There have been type-erasure libraries in c++ for a longish time that allow choosing inline vtables and inline storage. It's definitely been a widely talked about technique for at least 10 years (I see talks about Dyno from 2017).

gignico17d ago

Well, Rust as well has been around for more than 10 years now. I don't imply Rust invented the approach. Surely academia knew about it decades before. I was rather commenting on how one's mental model of things can change by learning new languages.

anon29128d ago

This is the standard type class approach. Haskell does the same thing.

menaerus28d ago

> only when needed

Do you know how is this exactly deduced?

dminik28d ago

It's not. The user has to decide.

A specific type/reference to a type will always use static dispatch.

fn foo(bar: &Baz) { bar.thing(); }

A dyn trait reference will always use dynamic dispatch and carry around the vtable pointer.

fn foo(bar: &dyn BazTrait) { bar.thing(); }

1 more reply

dalvrosaOP28d ago

Good point, thanks for sharing!

hinkley28d ago

I wonder if I still have the link.

One of the papers I had bookmarked when toying with my own language design was someone that had worked out how to make interfaces as fast or faster than vtables by using perfect hashing and using the vtable as a hash table instead of a list.

You can also, when inlining a polymorphic call, put a conditional block in that bounces back to full dispatch if the call occasionally doesn’t match the common case.
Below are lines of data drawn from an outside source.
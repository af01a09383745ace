// Node/edge breakdowns and density for a (possibly reduced) graph

use crate::model::{Edge, Entity};
use indexmap::IndexMap;
use serde::{Deserialize, Serialize};

#[derive(Debug, Clone, Default, PartialEq, Serialize, Deserialize)]
pub struct Statistics {
    pub nodes: usize,
    pub edges: usize,
    pub processed_rows: usize,
    pub skipped_rows: usize,
    pub node_breakdown: IndexMap<String, usize>,
    pub edge_breakdown: IndexMap<String, usize>,
    pub network_density: f64,
}

impl Statistics {
    pub fn compute(nodes: &[Entity], edges: &[Edge], processed_rows: usize, skipped_rows: usize) -> Self {
        Self {
            nodes: nodes.len(),
            edges: edges.len(),
            processed_rows,
            skipped_rows,
            node_breakdown: node_breakdown(nodes),
            edge_breakdown: edge_breakdown(edges),
            network_density: network_density(nodes.len(), edges.len()),
        }
    }
}

/// `2E / (N(N-1))`, zero below two nodes.
///
/// Parallel edges are counted as-is, so a multigraph can exceed the simple
/// graph value. Consumers expect this figure unchanged.
pub fn network_density(nodes: usize, edges: usize) -> f64 {
    if nodes < 2 {
        return 0.0;
    }
    let n = nodes as f64;
    (2.0 * edges as f64) / (n * (n - 1.0))
}

pub fn node_breakdown(nodes: &[Entity]) -> IndexMap<String, usize> {
    let mut counts = IndexMap::new();
    for node in nodes {
        *counts.entry(node.node_type().to_string()).or_insert(0) += 1;
    }
    counts
}

pub fn edge_breakdown(edges: &[Edge]) -> IndexMap<String, usize> {
    let mut counts = IndexMap::new();
    for edge in edges {
        *counts.entry(edge.edge_type.as_str().to_string()).or_insert(0) += 1;
    }
    counts
}

/// Percentage of edges whose discovery method mentions "intel", one decimal.
pub fn intel_coverage(edges: &[Edge]) -> f64 {
    if edges.is_empty() {
        return 0.0;
    }
    let intel = edges
        .iter()
        .filter(|edge| edge.discovery_method.to_lowercase().contains("intel"))
        .count();
    let percent = intel as f64 * 100.0 / edges.len() as f64;
    (percent * 10.0).round() / 10.0
}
The problem with polymorphic inlining though is that it quickly resembles the exact sort of code we delete and replace with polymorphic dispatch:

    if (typeof arg1 == “string”) {
    } else if typeof arg1 === …) {
    } else if {
    } else if {
    } else {
    }

akoboldfrying28d ago

> using the vtable as a hash table instead of a list.

Could you explain this a bit more? The word "list" makes me think you might be thinking that virtual method lookup iterates over each element of the vtable, doing comparisons until it finds a match -- but I'm certain that this is not how virtual method invocation works in C++. The vtable is constructed at compile time and is already the simplest possible "perfect hashtable": a short, dense array with each virtual method mapping to a function pointer at a statically known index.

hinkley28d ago

The problem they were trying to solve was multiple inheritance, and by nominal type not by code reuse. So interfaces, basically.

So these guys essentially assigned a hashcode to every function of every interface and then you would do dispatch instead of obj.vtable[12] you would do modular math x = singature.hash % len(obj.vtable) and call that.

I believe this was sometime around 2005-2008 and they found that it was fast enough on hardware of that era to be usable.

1 more reply

corysama28d ago

"list" here does not refer to a "linked list". In more academic circles, a "list" referes to any linear container. Such as a Python List. In practice, C++ vtables are effectively structs containing function pointers.

dalvrosaOP28d ago

Nice one, TIL

One caveat with "hash vtables" is that you only really see a performance win when the interface has a lot of specializations.

hinkley28d ago

As I just mentioned in another reply, the problem they were trying to solve was hierarchies where it makes sense for a group of types to be constructed by the combination of two or three narrowly scoped interfaces.

For instance, if you treat some collections as read only, you can define comprehensions across them with a single implementation. But that means the mutators have to be contained in another type, which a subset will implement, and may have covariant inputs.

anon29128d ago

That's because that type of code is actually better performing than the dynamic dispatch.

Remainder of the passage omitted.